Et, de grâce, remarquez l’excès de sa bonté à votre égard. Il a voulu abaisser ses disciples pour vous relever. S’il les avait mis au-dessus du besoin, ils auraient gagné en admiration et en gloire : mais vous auriez perdu pour votre salut. Loin de les rendre admirables en ce point, il les a voulus nécessiteux et humbles pour vous ouvrir une voie de salut ; il leur a donné l’indigence pour vous offrir de gagner le ciel. Un maître se fait moins respecter quand il reçoit quelque chose ; on honore bien davantage celui qui n’accepte rien. Mais aussi le disciple n’y gagne pas, il perd un noble fruit de charité. Voyez-vous la sagesse de Dieu, l’ami et le sauveur du genre humain ? Il n’a pas lui-même cherché sa propre gloire ni étudié ses intérêts ; il était dans la gloire, et il a voulu s’avilir pour votre bonheur. C’est aussi son plan pour les docteurs de sa loi. Il pouvait nous les montrer vénérables, il a préféré les faire voir abaissés, dans votre intérêt, et vous donner l’occasion de vous enrichir. Oui, pour vous faire moissonner les biens spirituels, Dieu veut que ses ministres éprouvent des besoins temporels. Rien ne l’empêchait de leur donner tout en suffisance ; je vous l’ai prouvé par maintes raisons ; pour votre intérêt, nous l’avons fait voir, Dieu les a laissés dans le besoin.

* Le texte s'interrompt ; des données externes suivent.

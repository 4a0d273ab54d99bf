//! Buttons and indicator lights.
//!
//! The controller never touches pins directly.  It sees two capabilities:
//!
//! * [`PinEventSource`]: `register(button, debounce)` hands back a stream
//!   (an `mpsc::Receiver`) of debounced falling-edge presses for that button.
//! * [`IndicatorOutputs`]: idempotent `set(indicator, level)` writes.
//!
//! # Backends
//!
//! ```text
//!                 ┌──────────────┐        ┌────────────────────┐
//! /sys/class/gpio │ SysfsInputs  │        │ SysfsIndicators    │ value files
//!   (appliance)   │ poll thread  │        │                    │
//!                 │ per line     │        └────────────────────┘
//!                 └──────┬───────┘
//!                        │ ButtonPress (mpsc, one stream per button)
//!                 ┌──────┴───────┐        ┌────────────────────┐
//!   keyboard      │ KeyboardPins │        │ LoggedIndicators   │ log + memory
//!   (bench)       │ rdev thread  │        │                    │
//!                 └──────────────┘        └────────────────────┘
//! ```

pub mod keyboard;
pub mod logged;
pub mod sysfs;

#[cfg(test)]
pub mod testing;

pub use keyboard::{parse_key, KeyboardPins};
pub use logged::LoggedIndicators;
pub use sysfs::{SysfsIndicators, SysfsInputs};

use std::sync::mpsc;
use std::time::{Duration, Instant};

use thiserror::Error;

// ---------------------------------------------------------------------------
// Button / Indicator / Level
// ---------------------------------------------------------------------------

/// The five physical buttons on the front panel.
#[derive(Debug, Clone, Copy, PartialEq, Eq, Hash)]
pub enum Button {
    Power,
    VolumeUp,
    VolumeDown,
    Record,
    Mute,
}

impl Button {
    pub const ALL: [Button; 5] = [
        Button::Power,
        Button::VolumeUp,
        Button::VolumeDown,
        Button::Record,
        Button::Mute,
    ];

    pub fn label(&self) -> &'static str {
        match self {
            Button::Power => "power",
            Button::VolumeUp => "volume-up",
            Button::VolumeDown => "volume-down",
            Button::Record => "record",
            Button::Mute => "mute",
        }
    }
}

/// The three indicator lights.  All are active-high.
#[derive(Debug, Clone, Copy, PartialEq, Eq, Hash)]
pub enum Indicator {
    Power,
    Mute,
    Record,
}

impl Indicator {
    pub const ALL: [Indicator; 3] = [Indicator::Power, Indicator::Mute, Indicator::Record];

    pub fn label(&self) -> &'static str {
        match self {
            Indicator::Power => "power",
            Indicator::Mute => "mute",
            Indicator::Record => "record",
        }
    }

    pub(crate) fn index(&self) -> usize {
        match self {
            Indicator::Power => 0,
            Indicator::Mute => 1,
            Indicator::Record => 2,
        }
    }
}

/// Logic level of a digital line.
#[derive(Debug, Clone, Copy, PartialEq, Eq, Default)]
pub enum Level {
    #[default]
    Low,
    High,
}

impl Level {
    pub fn from_bool(on: bool) -> Self {
        if on {
            Level::High
        } else {
            Level::Low
        }
    }

    pub fn is_high(&self) -> bool {
        *self == Level::High
    }
}

/// One accepted (debounced) press.
#[derive(Debug, Clone, Copy, PartialEq, Eq)]
pub struct ButtonPress {
    pub button: Button,
    pub at: Instant,
}

// ---------------------------------------------------------------------------
// GpioError
// ---------------------------------------------------------------------------

#[derive(Debug, Error)]
pub enum GpioError {
    /// Reading or writing a sysfs file for `line` failed.
    #[error("gpio line {line}: {source}")]
    Io {
        line: u32,
        #[source]
        source: std::io::Error,
    },

    /// The value file contained something other than `0` or `1`.
    #[error("gpio line {line}: unexpected value {value:?}")]
    BadValue { line: u32, value: String },

    #[error("{} button is already registered", .0.label())]
    AlreadyRegistered(Button),

    #[error("unknown key name `{0}`")]
    UnknownKey(String),

    #[error("the pin source has been released")]
    Released,
}

// ---------------------------------------------------------------------------
// Capabilities
// ---------------------------------------------------------------------------

/// Source of debounced falling-edge presses.
///
/// Each registered button gets its own stream.  Streams end (the receiver
/// yields `Err`/`None`) once [`release`](Self::release) has been called.
pub trait PinEventSource: Send {
    fn register(
        &mut self,
        button: Button,
        debounce: Duration,
    ) -> Result<mpsc::Receiver<ButtonPress>, GpioError>;

    /// Stop delivering presses and give the lines back to the system.
    fn release(&mut self);
}

/// Writes to the indicator lights.
///
/// Setting a line to the level it already has is harmless.
pub trait IndicatorOutputs: Send + Sync {
    fn set(&self, indicator: Indicator, level: Level) -> Result<(), GpioError>;

    /// Drive every indicator low.  Attempts all three even if one fails and
    /// returns the first error.
    fn all_off(&self) -> Result<(), GpioError> {
        let mut first_err = None;
        for indicator in Indicator::ALL {
            if let Err(e) = self.set(indicator, Level::Low) {
                first_err.get_or_insert(e);
            }
        }
        first_err.map_or(Ok(()), Err)
    }

    /// Give the output lines back to the system.
    fn release(&self) {}
}

// ---------------------------------------------------------------------------
// Debouncer
// ---------------------------------------------------------------------------

/// Per-line debounce: an edge is accepted only if `window` has elapsed since
/// the previously *accepted* edge.
#[derive(Debug, Clone)]
pub struct Debouncer {
    window: Duration,
    last: Option<Instant>,
}

impl Debouncer {
    pub fn new(window: Duration) -> Self {
        Self { window, last: None }
    }

    pub fn accept(&mut self, now: Instant) -> bool {
        match self.last {
            Some(prev) if now.saturating_duration_since(prev) < self.window => false,
            _ => {
                self.last = Some(now);
                true
            }
        }
    }
}

// ---------------------------------------------------------------------------
// Tests
// ---------------------------------------------------------------------------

Convaincus de ces vérités, livrons-nous désormais non plus à notre caractère accusateur, mais à l’esprit de bienfaisance. Au lieu de scruter les défauts d’autrui, connaissons bien nos propres misères ; pensons aux bonnes œuvres du prochain ; n’étudions pas moins nos propres péchés, et nous plairons à Dieu. Celui qui ne veut voir dans les autres que leurs péchés, et dans lui-même que ses vertus, celui-là se cause un double dommage. Dans les uns il trouve sujet d’orgueil ; dans les autres il rencontre scandale et tentation de négligence. En effet, tandis qu’il se rappelle qu’un tel et une telle sont tombés, lui-même se facilite les chutes et les défaillances ; et quand, d’autre part, il croit avoir bien agi, facilement il s’enflera d’orgueil. Qu’un homme, au contraire, oublie ses propres bonnes actions et ne pense qu’à ses péchés ; que dans les autres il cherche volontiers, non les fautes, mais les actes conformes à la vertu ; il a dès lors tout à gagner. Et comment ? Le voici. La vue du prochain dans l’exercice du bien vous décide, par une sainte envie, à suivre son exemple ; le souvenir de vos péchés, d’autre part, rabaisse votre arrogance et sauve en vous la modestie.

Si nous retenons ces pensées et si nous y conformons notre conduite, nous pourrons atteindre enfin les biens promis de la vie future, par la grâce et la bonté de Notre-Seigneur Jésus-Christ… Ainsi soit-il.